BEGIN WORKING DATA

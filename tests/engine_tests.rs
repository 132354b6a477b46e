//! End-to-end checks of the marks engine through the public API

use markify::core::gpa::{
    calculate_cgpa, mark_to_grade_point, predict_gpa, required_future_gpa, BoostOutcome,
};
use markify::core::internal::{calculate, calculate_integrated, calculate_theory, AssignmentDefault};
use markify::core::models::{IntegratedMarks, Layout, Paper, PaperMarks, Semester, TheoryMarks};
use markify::core::snapshot::{JsonExporter, Snapshot, SnapshotExporter};
use markify::core::target::{solve_integrated_target, solve_theory_target, TargetStatus};

const TOLERANCE: f64 = 1e-9;

fn theory(cie1: f64, cie2: f64, a1: f64, a2: f64, a3: f64, model: f64) -> TheoryMarks {
    TheoryMarks {
        cie1: Some(cie1),
        cie2: Some(cie2),
        assignment1: Some(a1),
        assignment2: Some(a2),
        assignment3: Some(a3),
        model: Some(model),
    }
}

#[test]
fn test_theory_scenario() {
    let result = calculate_theory(&theory(45.0, 42.0, 9.0, 10.0, 8.0, 85.0));

    assert!((result.total - 34.8).abs() < TOLERANCE);
    assert!((result.max_total - 40.0).abs() < TOLERANCE);
    assert!((result.percentage - 34.82 / 40.0 * 100.0).abs() < 1e-6);
    assert_eq!(result.message, "Great job!");
    assert_eq!(
        result.summary_line(),
        "Total Internal Marks: 34.8/40 (Great job!)"
    );
}

#[test]
fn test_integrated_scenario() {
    let marks = IntegratedMarks {
        cie1: Some(40.0),
        cie2: Some(38.0),
        cie3: Some(90.0),
        practical1: Some(45.0),
        practical2: Some(48.0),
        practical3: Some(95.0),
    };
    let result = calculate_integrated(&marks);

    assert!((result.total - 44.3).abs() < TOLERANCE);
    assert!((result.max_total - 50.0).abs() < TOLERANCE);
    assert_eq!(result.message, "Great job!");
}

#[test]
fn test_over_max_inputs_are_clamped_by_the_engine() {
    let result = calculate_theory(&theory(500.0, 50.0, 10.0, 10.0, 10.0, 100.0));
    assert!((result.total - 40.0).abs() < TOLERANCE);
    assert!((result.percentage - 100.0).abs() < TOLERANCE);
    assert_eq!(result.message, "Excellent work!");

    let result = calculate_integrated(&IntegratedMarks::default());
    assert!(result.total.abs() < TOLERANCE);
    assert_eq!(result.message, "Focus on the practicals.");
}

#[test]
fn test_integrated_over_max_practical_is_clamped_by_the_engine() {
    // 500/100 of an 11-mark practical alone overshoots the 50-mark cap
    let lone = IntegratedMarks {
        practical3: Some(500.0),
        ..IntegratedMarks::default()
    };
    let result = calculate_integrated(&lone);
    assert!((result.total - 50.0).abs() < TOLERANCE);
    assert!((result.percentage - 100.0).abs() < TOLERANCE);
    assert_eq!(result.message, "Outstanding performance!");

    let full_with_overshoot = IntegratedMarks {
        cie1: Some(50.0),
        cie2: Some(50.0),
        cie3: Some(100.0),
        practical1: Some(50.0),
        practical2: Some(50.0),
        practical3: Some(500.0),
    };
    let result = calculate_integrated(&full_with_overshoot);
    assert!((result.total - 50.0).abs() < TOLERANCE);
    assert!((result.max_total - 50.0).abs() < TOLERANCE);
    assert_eq!(result.message, "Outstanding performance!");
}

#[test]
fn test_booster_band_follows_unrounded_requirement() {
    let outcome = required_future_gpa(9.004, &[], 8);
    assert_eq!(outcome.headline(), "9.00");
    assert_eq!(outcome.message(), "It will be tough, but you can do it!");
}

#[test]
fn test_blank_assignment_policy_through_dispatch() {
    let blank: PaperMarks = TheoryMarks::default().into();

    let zero = calculate(&blank, AssignmentDefault::Zero);
    assert!(zero.total.abs() < TOLERANCE);

    let full = calculate(&blank, AssignmentDefault::Full);
    assert!((full.total - 14.0).abs() < TOLERANCE);
    assert_eq!(full.message, "Needs improvement.");
}

#[test]
fn test_theory_target_scenario() {
    let known = TheoryMarks {
        model: None,
        ..theory(40.0, 40.0, 10.0, 10.0, 10.0, 0.0)
    };
    let solution = solve_theory_target(35.0, &known, AssignmentDefault::Zero);

    assert_eq!(solution.required.status, TargetStatus::Normal);
    assert!((solution.required.required_raw_mark - 82.0).abs() < TOLERANCE);
    assert_eq!(solution.message(), "You need 82/100 in Model Exam.");

    // Reaching the reported mark reaches the target
    let reached = calculate_theory(&TheoryMarks {
        model: Some(solution.required.required_raw_mark),
        ..known
    });
    assert!(reached.total >= 35.0);
}

#[test]
fn test_integrated_target_classifications() {
    let strong = IntegratedMarks {
        cie1: Some(50.0),
        cie2: Some(50.0),
        practical1: Some(50.0),
        practical2: Some(50.0),
        practical3: Some(100.0),
        ..IntegratedMarks::default()
    };
    let achieved = solve_integrated_target(30.0, &strong);
    assert_eq!(achieved.required.status, TargetStatus::Achieved);
    assert_eq!(
        achieved.message(),
        "Target already achieved! You don't need any marks in Model/CIE3."
    );

    let impossible = solve_integrated_target(50.0, &IntegratedMarks::default());
    assert_eq!(impossible.required.status, TargetStatus::Impossible);
    assert_eq!(
        impossible.message(),
        "Impossible target. You would need 454.5/100 in Model/CIE3."
    );
}

#[test]
fn test_grade_point_discontinuity_at_forty() {
    assert_eq!(mark_to_grade_point(39.999), 0);
    assert_eq!(mark_to_grade_point(40.0), 5);
}

#[test]
fn test_predict_gpa_mixed_layouts() {
    let papers = [
        // 35 + 80% of 60 = 83 -> 9
        Paper::new(Layout::Theory, Some(4.0), Some(35.0), Some(80.0)),
        // 45 + 90% of 50 = 90 -> 10
        Paper::new(Layout::Integrated, Some(3.0), Some(45.0), Some(90.0)),
    ];
    assert!((predict_gpa(&papers) - 9.43).abs() < TOLERANCE);

    let no_credits = [Paper::new(Layout::Theory, None, Some(40.0), Some(100.0))];
    assert!(predict_gpa(&no_credits).abs() < TOLERANCE);
}

#[test]
fn test_cgpa_weighting_and_fallbacks() {
    assert!(calculate_cgpa(&[]).abs() < TOLERANCE);

    let weighted = [Semester::new(8.0, 20.0), Semester::new(9.0, 30.0)];
    assert!((calculate_cgpa(&weighted) - 8.6).abs() < TOLERANCE);

    let unweighted = [
        Semester::without_credits(7.0),
        Semester::without_credits(8.0),
        Semester::without_credits(9.0),
    ];
    assert!((calculate_cgpa(&unweighted) - 8.0).abs() < TOLERANCE);

    let mixed = [Semester::new(8.0, 20.0), Semester::without_credits(10.0)];
    assert!((calculate_cgpa(&mixed) - 8.0).abs() < TOLERANCE);
}

#[test]
fn test_booster_scenario() {
    let outcome = required_future_gpa(9.0, &[8.2, 8.5], 8);
    match outcome {
        BoostOutcome::Required { gpa, remaining, .. } => {
            assert!((gpa - 9.22).abs() < TOLERANCE);
            assert_eq!(remaining, 6);
        }
        other => panic!("expected a required GPA, got {other:?}"),
    }
    assert_eq!(outcome.message(), "It will be tough, but you can do it!");
}

#[test]
fn test_booster_statuses() {
    assert_eq!(
        required_future_gpa(8.0, &[8.0; 8], 8),
        BoostOutcome::Completed
    );
    assert!(matches!(
        required_future_gpa(9.9, &[5.0; 6], 8),
        BoostOutcome::Impossible { .. }
    ));
    assert!(matches!(
        required_future_gpa(5.0, &[10.0; 7], 8),
        BoostOutcome::Achieved { .. }
    ));
}

#[test]
fn test_json_snapshot_of_a_calculation() {
    let marks = theory(45.0, 42.0, 9.0, 10.0, 8.0, 85.0);
    let snapshot = Snapshot::new(marks.into(), calculate_theory(&marks));
    let json = JsonExporter.render(&snapshot).unwrap();

    let value: serde_json::Value = serde_json::from_str(&json).unwrap();
    assert_eq!(value["type"], "theory");
    assert_eq!(value["marks"]["model"], 85.0);
    assert_eq!(value["result"]["total"], 34.8);
    assert_eq!(value["result"]["message"], "Great job!");
}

END WORKING DATA

THE TASK | Your answer should be each line of the data that contains the word "value", copied as it stands.

RESULT BELOW |
    let value: serde_json::Value = serde_json::from_str(&json).unwrap();
    assert_eq!(value["type"], "theory");
    assert_eq!(value["marks"]["model"], 85.0);
    assert_eq!(value["result"]["total"], 34.8);
    assert_eq!(value["result"]["message"], "Great job!");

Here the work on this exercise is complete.